## Data to use
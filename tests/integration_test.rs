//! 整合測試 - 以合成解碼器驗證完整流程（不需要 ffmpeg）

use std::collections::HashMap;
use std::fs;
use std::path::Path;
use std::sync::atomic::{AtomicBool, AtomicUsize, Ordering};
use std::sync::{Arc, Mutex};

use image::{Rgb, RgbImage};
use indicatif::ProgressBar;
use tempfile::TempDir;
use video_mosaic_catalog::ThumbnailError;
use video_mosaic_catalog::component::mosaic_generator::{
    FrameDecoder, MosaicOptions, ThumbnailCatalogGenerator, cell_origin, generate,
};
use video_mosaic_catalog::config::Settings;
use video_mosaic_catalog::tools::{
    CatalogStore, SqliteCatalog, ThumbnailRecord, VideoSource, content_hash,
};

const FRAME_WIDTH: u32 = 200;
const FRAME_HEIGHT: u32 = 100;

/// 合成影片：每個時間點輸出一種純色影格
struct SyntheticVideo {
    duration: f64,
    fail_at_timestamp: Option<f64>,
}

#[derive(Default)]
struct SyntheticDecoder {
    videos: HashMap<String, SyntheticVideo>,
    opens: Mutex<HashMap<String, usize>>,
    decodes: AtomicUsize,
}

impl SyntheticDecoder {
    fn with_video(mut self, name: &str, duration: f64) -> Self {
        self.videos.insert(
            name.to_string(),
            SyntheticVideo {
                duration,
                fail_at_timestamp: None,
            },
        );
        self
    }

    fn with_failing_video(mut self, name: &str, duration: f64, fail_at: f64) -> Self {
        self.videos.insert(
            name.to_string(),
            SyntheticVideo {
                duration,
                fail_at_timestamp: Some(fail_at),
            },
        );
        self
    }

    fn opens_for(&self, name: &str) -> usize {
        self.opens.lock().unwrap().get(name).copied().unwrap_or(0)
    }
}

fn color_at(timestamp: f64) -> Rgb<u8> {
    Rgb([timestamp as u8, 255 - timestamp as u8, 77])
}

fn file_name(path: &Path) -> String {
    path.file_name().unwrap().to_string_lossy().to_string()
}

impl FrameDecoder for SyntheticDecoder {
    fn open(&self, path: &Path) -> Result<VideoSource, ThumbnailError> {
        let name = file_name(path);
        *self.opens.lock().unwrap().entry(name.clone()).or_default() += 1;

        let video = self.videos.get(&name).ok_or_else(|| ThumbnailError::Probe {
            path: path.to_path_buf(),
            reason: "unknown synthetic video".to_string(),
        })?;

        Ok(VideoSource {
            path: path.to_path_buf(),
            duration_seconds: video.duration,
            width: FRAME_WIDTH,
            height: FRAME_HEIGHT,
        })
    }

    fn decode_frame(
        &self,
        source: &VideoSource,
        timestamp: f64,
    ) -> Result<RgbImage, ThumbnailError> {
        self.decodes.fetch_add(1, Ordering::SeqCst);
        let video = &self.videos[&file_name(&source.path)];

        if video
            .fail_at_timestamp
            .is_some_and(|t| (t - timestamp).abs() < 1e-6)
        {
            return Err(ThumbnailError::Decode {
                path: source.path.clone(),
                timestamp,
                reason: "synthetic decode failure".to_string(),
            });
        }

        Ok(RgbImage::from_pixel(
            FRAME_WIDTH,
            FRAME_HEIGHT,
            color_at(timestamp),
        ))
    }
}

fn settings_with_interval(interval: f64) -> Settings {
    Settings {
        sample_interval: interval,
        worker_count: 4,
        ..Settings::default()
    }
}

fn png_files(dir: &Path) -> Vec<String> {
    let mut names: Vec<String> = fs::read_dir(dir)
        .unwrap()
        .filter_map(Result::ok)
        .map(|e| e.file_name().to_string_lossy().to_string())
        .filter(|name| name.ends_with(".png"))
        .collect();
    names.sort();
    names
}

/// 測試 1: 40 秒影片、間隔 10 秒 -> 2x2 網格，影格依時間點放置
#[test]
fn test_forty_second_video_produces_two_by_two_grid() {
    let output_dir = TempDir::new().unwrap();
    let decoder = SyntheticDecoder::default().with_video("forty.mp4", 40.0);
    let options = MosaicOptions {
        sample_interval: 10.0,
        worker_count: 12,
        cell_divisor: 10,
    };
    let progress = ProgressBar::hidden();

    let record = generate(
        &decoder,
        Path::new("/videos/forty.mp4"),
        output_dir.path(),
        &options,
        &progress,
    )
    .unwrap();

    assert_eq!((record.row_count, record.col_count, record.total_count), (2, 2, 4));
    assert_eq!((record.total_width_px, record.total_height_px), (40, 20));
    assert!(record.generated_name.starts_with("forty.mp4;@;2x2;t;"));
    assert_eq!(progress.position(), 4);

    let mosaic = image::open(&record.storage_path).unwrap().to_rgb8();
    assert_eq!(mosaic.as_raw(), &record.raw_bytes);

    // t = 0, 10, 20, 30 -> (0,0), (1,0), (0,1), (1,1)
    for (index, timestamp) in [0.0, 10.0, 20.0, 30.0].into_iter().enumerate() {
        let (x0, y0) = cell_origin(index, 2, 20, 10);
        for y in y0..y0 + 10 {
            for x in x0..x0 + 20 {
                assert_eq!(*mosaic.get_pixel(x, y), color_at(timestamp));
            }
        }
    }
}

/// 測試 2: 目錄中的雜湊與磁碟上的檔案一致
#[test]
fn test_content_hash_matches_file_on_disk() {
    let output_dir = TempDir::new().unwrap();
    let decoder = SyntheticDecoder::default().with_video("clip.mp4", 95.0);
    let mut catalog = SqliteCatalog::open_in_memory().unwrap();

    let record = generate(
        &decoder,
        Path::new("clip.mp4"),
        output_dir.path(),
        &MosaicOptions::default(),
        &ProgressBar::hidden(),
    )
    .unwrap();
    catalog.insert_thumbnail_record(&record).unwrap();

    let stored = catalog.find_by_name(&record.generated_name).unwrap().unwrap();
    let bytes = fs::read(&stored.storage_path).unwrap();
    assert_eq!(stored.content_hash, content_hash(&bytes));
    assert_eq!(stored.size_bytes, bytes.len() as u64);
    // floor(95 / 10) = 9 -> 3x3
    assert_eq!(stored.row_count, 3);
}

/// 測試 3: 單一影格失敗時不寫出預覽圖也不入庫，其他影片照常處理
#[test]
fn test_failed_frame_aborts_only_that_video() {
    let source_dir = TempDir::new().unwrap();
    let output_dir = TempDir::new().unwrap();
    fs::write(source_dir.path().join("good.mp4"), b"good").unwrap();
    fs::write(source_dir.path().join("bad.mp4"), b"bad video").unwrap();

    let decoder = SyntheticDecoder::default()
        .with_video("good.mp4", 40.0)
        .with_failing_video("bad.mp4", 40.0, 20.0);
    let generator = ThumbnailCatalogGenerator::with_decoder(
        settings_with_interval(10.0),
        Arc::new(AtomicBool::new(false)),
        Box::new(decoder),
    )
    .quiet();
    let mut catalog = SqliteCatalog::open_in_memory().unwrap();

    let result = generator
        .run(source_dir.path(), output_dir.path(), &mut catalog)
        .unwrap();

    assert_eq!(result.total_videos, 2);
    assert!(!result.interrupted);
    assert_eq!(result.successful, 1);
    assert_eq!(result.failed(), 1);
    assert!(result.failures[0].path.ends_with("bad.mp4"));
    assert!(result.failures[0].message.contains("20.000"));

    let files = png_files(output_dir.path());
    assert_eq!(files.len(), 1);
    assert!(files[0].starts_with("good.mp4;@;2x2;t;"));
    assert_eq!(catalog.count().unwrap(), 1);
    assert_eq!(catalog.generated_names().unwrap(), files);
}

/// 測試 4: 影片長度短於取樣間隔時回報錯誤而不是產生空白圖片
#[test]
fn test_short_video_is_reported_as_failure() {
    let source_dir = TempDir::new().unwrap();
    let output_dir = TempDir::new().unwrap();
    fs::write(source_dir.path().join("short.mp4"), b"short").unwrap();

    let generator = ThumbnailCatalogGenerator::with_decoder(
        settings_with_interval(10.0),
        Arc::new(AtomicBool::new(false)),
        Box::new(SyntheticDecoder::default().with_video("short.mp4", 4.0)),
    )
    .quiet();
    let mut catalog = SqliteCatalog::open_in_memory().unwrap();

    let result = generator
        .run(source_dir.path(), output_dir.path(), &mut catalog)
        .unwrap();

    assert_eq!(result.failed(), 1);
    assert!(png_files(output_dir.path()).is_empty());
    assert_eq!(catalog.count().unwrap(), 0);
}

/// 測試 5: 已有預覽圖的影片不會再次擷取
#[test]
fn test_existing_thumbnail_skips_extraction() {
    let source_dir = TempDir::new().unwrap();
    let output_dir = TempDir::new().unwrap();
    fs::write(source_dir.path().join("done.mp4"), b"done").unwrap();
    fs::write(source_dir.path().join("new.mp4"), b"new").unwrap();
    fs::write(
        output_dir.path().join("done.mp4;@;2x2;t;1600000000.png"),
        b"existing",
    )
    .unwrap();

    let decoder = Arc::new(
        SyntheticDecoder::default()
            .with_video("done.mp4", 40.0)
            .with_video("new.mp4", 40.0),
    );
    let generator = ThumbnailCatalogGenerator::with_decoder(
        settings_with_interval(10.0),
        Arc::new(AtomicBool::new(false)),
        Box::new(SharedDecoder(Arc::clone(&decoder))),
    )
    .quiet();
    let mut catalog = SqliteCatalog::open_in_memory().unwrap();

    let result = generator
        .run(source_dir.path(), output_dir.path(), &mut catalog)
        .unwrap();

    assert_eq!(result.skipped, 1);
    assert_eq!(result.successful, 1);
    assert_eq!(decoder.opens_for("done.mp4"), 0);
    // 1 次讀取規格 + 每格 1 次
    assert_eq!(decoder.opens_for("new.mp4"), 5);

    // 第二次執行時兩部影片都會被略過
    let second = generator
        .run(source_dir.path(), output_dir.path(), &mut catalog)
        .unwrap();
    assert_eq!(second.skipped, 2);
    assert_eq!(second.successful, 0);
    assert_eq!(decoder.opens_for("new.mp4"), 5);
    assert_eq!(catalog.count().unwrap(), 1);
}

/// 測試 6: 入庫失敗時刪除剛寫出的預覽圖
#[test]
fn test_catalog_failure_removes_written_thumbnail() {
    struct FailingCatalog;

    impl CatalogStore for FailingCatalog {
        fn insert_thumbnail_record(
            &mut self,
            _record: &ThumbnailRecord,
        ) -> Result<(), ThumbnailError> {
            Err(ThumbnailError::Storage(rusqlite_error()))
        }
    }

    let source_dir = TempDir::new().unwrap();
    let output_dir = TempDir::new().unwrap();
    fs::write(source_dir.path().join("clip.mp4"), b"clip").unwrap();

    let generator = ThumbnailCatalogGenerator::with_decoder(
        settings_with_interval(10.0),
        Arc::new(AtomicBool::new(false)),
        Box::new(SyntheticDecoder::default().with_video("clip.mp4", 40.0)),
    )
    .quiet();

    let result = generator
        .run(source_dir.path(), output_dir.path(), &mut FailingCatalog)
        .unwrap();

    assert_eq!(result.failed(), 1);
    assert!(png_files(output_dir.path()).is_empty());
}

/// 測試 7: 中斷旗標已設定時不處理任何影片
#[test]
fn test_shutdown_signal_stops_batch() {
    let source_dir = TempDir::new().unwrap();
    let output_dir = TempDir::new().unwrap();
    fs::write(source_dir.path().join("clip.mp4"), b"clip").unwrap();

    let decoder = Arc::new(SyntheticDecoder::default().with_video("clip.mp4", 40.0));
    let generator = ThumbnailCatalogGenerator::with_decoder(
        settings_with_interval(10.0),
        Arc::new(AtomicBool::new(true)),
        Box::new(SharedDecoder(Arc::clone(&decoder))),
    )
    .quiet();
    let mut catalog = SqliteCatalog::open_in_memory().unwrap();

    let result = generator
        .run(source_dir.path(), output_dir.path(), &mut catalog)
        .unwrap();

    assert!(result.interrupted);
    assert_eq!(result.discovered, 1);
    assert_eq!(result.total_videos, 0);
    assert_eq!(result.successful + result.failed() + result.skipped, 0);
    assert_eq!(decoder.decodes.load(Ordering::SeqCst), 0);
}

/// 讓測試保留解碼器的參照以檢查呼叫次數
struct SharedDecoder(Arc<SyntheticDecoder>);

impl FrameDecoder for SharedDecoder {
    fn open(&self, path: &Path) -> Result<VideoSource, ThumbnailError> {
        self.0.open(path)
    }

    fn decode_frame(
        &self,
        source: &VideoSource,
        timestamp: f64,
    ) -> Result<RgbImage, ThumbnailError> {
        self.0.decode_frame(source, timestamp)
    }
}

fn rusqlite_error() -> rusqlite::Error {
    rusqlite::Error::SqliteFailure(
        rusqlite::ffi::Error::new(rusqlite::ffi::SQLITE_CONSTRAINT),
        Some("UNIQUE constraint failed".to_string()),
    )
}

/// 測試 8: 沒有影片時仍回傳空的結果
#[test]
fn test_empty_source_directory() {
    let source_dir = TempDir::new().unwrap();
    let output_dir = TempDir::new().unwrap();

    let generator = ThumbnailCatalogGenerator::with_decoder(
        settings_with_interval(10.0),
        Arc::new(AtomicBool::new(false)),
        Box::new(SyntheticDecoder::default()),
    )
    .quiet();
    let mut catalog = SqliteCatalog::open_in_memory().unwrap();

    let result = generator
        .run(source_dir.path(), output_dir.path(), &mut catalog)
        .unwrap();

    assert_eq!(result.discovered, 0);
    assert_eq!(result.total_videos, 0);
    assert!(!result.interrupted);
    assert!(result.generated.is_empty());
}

## Exercise description
From the listing above, the lines starting with the one that has "assert_eq!(result.total_videos, 2);" and running through the one that has "assert_eq!(files.len(), 1);" should be copied exactly, ends included.

## The completed task
    assert_eq!(result.total_videos, 2);
    assert!(!result.interrupted);
    assert_eq!(result.successful, 1);
    assert_eq!(result.failed(), 1);
    assert!(result.failures[0].path.ends_with("bad.mp4"));
    assert!(result.failures[0].message.contains("20.000"));

    let files = png_files(output_dir.path());
    assert_eq!(files.len(), 1);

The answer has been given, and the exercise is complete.